АЛЛЕКСАНДР ТВАРДОВСКИЙ  
 
Вернуться к разделу "ОНИ ПИСАЛИ О ВОЙНЕ"

О работе Т.А.Твардовского во фронтовых газетах в годы Великой Отечественной войны

Твардовский в годы войныС первых дней Великой Отечественной войны А.Т. Твардовский находился на фронте. 23 июня 1941 года в Главном Политуправлении Красной Армии вместе с группой других писателей и поэтов получил предписание, куда надлежало прибыть и к какому начальнику там обратиться. «А.Т. Твардовский имел звание майора и как старший по званию он становился старшиной нашей маленькой литературной команды, которая направлялась в Киев, в штаб Киевского Особого Военного округа, ставшего уже тыловой базой Юго-Западного направления. А.Т. Твардовский получил назначение в редакцию фронтовой газеты «Красная Армия», - вспоминает Евг. Долматовский.
В редакции газеты «Красная Армия» А.Т. Твардовский делал все, что положено делать рядовому журналисту; правил заметки, дежурил по номеру, был на рассвете «свежей головой», вычитывающей первый пробный экземпляр номера газеты, писал передовицы, очерки, стихи, фельетоны, статьи, лозунги. Твардовский был на фронте.
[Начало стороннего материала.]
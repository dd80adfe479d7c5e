use nh_core::{Category, Country, Result};
use serde::de::DeserializeOwned;
use serde::Serialize;
use std::sync::atomic::{AtomicBool, Ordering};
use std::sync::Arc;
use tracing::{debug, warn};

use crate::{KeyValueStore, MemoryStore};

pub const ACTIVE_CATEGORY_KEY: &str = "activeCategory";
pub const CATEGORY_NAME_KEY: &str = "nameCategory";
pub const SELECTED_COUNTRY_KEY: &str = "selectedCountry";

/// Header selections that outlive a reload.
///
/// `activeCategory` and `nameCategory` are stored JSON-encoded, `selectedCountry`
/// as the raw code. Keys are written independently, so a reader may observe a
/// new category next to the previous name.
///
/// The first backend failure switches the session over to an in-memory map.
/// Every value read or written is mirrored there, and keys the map lacks are
/// still read from the backend, so degrading never loses a stored selection.
/// Nothing here ever returns an error to the caller.
#[derive(Debug)]
pub struct PersistentPreferences {
    backend: Arc<dyn KeyValueStore>,
    fallback: MemoryStore,
    degraded: AtomicBool,
}

impl PersistentPreferences {
    pub fn new(backend: Arc<dyn KeyValueStore>) -> Self {
        Self {
            backend,
            fallback: MemoryStore::new(),
            degraded: AtomicBool::new(false),
        }
    }

    pub fn in_memory() -> Self {
        Self::new(Arc::new(MemoryStore::new()))
    }

    pub fn is_degraded(&self) -> bool {
        self.degraded.load(Ordering::Acquire)
    }

    pub fn active_category(&self) -> Option<Category> {
        let code: String = self.get_json(ACTIVE_CATEGORY_KEY)?;
        match code.parse() {
            Ok(category) => Some(category),
            Err(e) => {
                warn!("Ignoring persisted {}: {}", ACTIVE_CATEGORY_KEY, e);
                None
            }
        }
    }

    pub fn set_active_category(&self, category: Category) {
        self.set_json(ACTIVE_CATEGORY_KEY, &category.code());
    }

    pub fn category_name(&self) -> Option<String> {
        self.get_json(CATEGORY_NAME_KEY)
    }

    pub fn set_category_name(&self, name: &str) {
        self.set_json(CATEGORY_NAME_KEY, &name);
    }

    pub fn selected_country(&self) -> Option<Country> {
        let code = self.get(SELECTED_COUNTRY_KEY)?;
        match code.parse() {
            Ok(country) => Some(country),
            Err(e) => {
                warn!("Ignoring persisted {}: {}", SELECTED_COUNTRY_KEY, e);
                None
            }
        }
    }

    pub fn set_selected_country(&self, country: Country) {
        self.set(SELECTED_COUNTRY_KEY, country.code());
    }

    fn get_json<T: DeserializeOwned>(&self, key: &str) -> Option<T> {
        let raw = self.get(key)?;
        match serde_json::from_str(&raw) {
            Ok(value) => Some(value),
            Err(e) => {
                warn!("Malformed value under {}: {}", key, e);
                None
            }
        }
    }

    fn set_json<T: Serialize + ?Sized>(&self, key: &str, value: &T) {
        match serde_json::to_string(value) {
            Ok(raw) => self.set(key, &raw),
            Err(e) => warn!("Failed to encode value for {}: {}", key, e),
        }
    }

    fn get(&self, key: &str) -> Option<String> {
        if self.is_degraded() {
            // Writes made since degrading shadow whatever the backend still holds
            return self
                .fallback
                .get(key)
                .ok()
                .flatten()
                .or_else(|| self.backend.get(key).ok().flatten());
        }
        match self.recover(self.backend.get(key)) {
            Some(value) => {
                if let Some(raw) = &value {
                    let _ = self.fallback.set(key, raw);
                }
                value
            }
            None => self.fallback.get(key).ok().flatten(),
        }
    }

    fn set(&self, key: &str, value: &str) {
        // In-memory writes cannot fail.
        let _ = self.fallback.set(key, value);
        if !self.is_degraded() && self.recover(self.backend.set(key, value)).is_some() {
            debug!("Persisted {}", key);
        }
    }

    fn recover<T>(&self, result: Result<T>) -> Option<T> {
        match result {
            Ok(value) => Some(value),
            Err(e) => {
                if !self.degraded.swap(true, Ordering::AcqRel) {
                    warn!("Preference storage unavailable, keeping selections in memory: {}", e);
                }
                None
            }
        }
    }
}

#[cfg(test)]
mod tests {
    use super::*;
    use nh_core::Error;

    #[derive(Debug)]
    struct BrokenStore;

    impl KeyValueStore for BrokenStore {
        fn get(&self, _key: &str) -> Result<Option<String>> {
            Err(Error::StorageUnavailable("quota exceeded".to_string()))
        }

        fn set(&self, _key: &str, _value: &str) -> Result<()> {
            Err(Error::StorageUnavailable("quota exceeded".to_string()))
        }
    }

    /// Accepts reads, rejects every write.
    #[derive(Debug)]
    struct ReadOnlyStore(MemoryStore);

    impl KeyValueStore for ReadOnlyStore {
        fn get(&self, key: &str) -> Result<Option<String>> {
            self.0.get(key)
        }

        fn set(&self, _key: &str, _value: &str) -> Result<()> {
            Err(Error::StorageUnavailable("read-only".to_string()))
        }
    }

    fn read_only(entries: &[(&str, &str)]) -> Arc<ReadOnlyStore> {
        let inner = MemoryStore::new();
        for (key, value) in entries {
            inner.set(key, value).unwrap();
        }
        Arc::new(ReadOnlyStore(inner))
    }

    #[test]
    fn test_absent_keys_use_defaults() {
        let prefs = PersistentPreferences::in_memory();
        assert_eq!(prefs.active_category(), None);
        assert_eq!(prefs.category_name(), None);
        assert_eq!(prefs.selected_country(), None);
    }

    #[test]
    fn test_encoding_per_key() {
        let backend = Arc::new(MemoryStore::new());
        let prefs = PersistentPreferences::new(backend.clone());

        prefs.set_active_category(Category::Business);
        prefs.set_category_name("Kinh doanh");
        prefs.set_selected_country(Country::Jp);

        assert_eq!(backend.get(ACTIVE_CATEGORY_KEY).unwrap().as_deref(), Some("\"business\""));
        assert_eq!(backend.get(CATEGORY_NAME_KEY).unwrap().as_deref(), Some("\"Kinh doanh\""));
        assert_eq!(backend.get(SELECTED_COUNTRY_KEY).unwrap().as_deref(), Some("jp"));
    }

    #[test]
    fn test_unknown_codes_are_absent() {
        let backend = Arc::new(MemoryStore::new());
        backend.set(ACTIVE_CATEGORY_KEY, "\"weather\"").unwrap();
        backend.set(SELECTED_COUNTRY_KEY, "zz").unwrap();
        backend.set(CATEGORY_NAME_KEY, "not json").unwrap();

        let prefs = PersistentPreferences::new(backend);
        assert_eq!(prefs.active_category(), None);
        assert_eq!(prefs.selected_country(), None);
        assert_eq!(prefs.category_name(), None);
    }

    #[test]
    fn test_degrades_to_memory() {
        let prefs = PersistentPreferences::new(Arc::new(BrokenStore));
        assert_eq!(prefs.active_category(), None);
        assert!(prefs.is_degraded());

        prefs.set_active_category(Category::Health);
        prefs.set_selected_country(Country::Fr);
        assert_eq!(prefs.active_category(), Some(Category::Health));
        assert_eq!(prefs.selected_country(), Some(Country::Fr));
    }

    #[test]
    fn test_failed_write_keeps_stored_values() {
        let backend = read_only(&[
            (ACTIVE_CATEGORY_KEY, "\"sports\""),
            (CATEGORY_NAME_KEY, "\"Thể thao\""),
        ]);
        let prefs = PersistentPreferences::new(backend);

        prefs.set_selected_country(Country::Jp);
        assert!(prefs.is_degraded());

        assert_eq!(prefs.active_category(), Some(Category::Sports));
        assert_eq!(prefs.category_name().as_deref(), Some("Thể thao"));
        assert_eq!(prefs.selected_country(), Some(Country::Jp));
    }

    #[test]
    fn test_values_read_before_degrading_are_kept() {
        let backend = read_only(&[(ACTIVE_CATEGORY_KEY, "\"science\"")]);
        let prefs = PersistentPreferences::new(backend);
        assert_eq!(prefs.active_category(), Some(Category::Science));

        prefs.set_category_name("Khoa học");
        assert!(prefs.is_degraded());
        assert_eq!(prefs.active_category(), Some(Category::Science));

        prefs.set_active_category(Category::Health);
        assert_eq!(prefs.active_category(), Some(Category::Health));
    }
}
Его боевая позиция была в фронтовой газете. Со страниц газеты он «вел огонь по врагу».
Когда ему удавалось выезжать в командировки, он спокойно и с достоинством выходил под вражеский огонь, когда этого требовали обстоятельства. Об этом периоде своей работы во фронтовой газете впоследствии поэт писал: «В качестве спецкорреспондента, еще точнее сказать - в качестве именно писателя (была такая штатная должность в системе военной печати), я прибыл на Юго-Западный фронт, в редакцию газеты «Красная Армия» и стал делать то, что делали писатели на фронте» <...>
И вспоминая о периоде своей работы на Юго-Западном фронте, он писал: «Чувство неудовлетворенности всеми видами нашей работы в газете постепенно становилось для меня личной бедой. Приходили мысли и о том, что, может быть, не здесь твое настоящее место, а в строю - в полку, в батальоне, в роте, где делается самое главное, что нужно делать для Родины». Стремился туда, где идет настоящая война, живое дело войны. (Шуляков В.А., Ковалева Т.Л. О работе Т.А.Твардовского во фронтовых газетах в годы Великой Отечественной войны)
// Творчество М.В.Исаковского, А.Т.Твардовского, Н.И.Рыленкова в контексте русской и мировой культуры: материалы докладов научной конференции, посвященной 100-летию со дня рождения Исаковского и 90-летию со дня рождения А.Твардовского и Н.Рыленкова. 23-25 мая 1999 года. - Смоленск. - 2000. - C. 262-269.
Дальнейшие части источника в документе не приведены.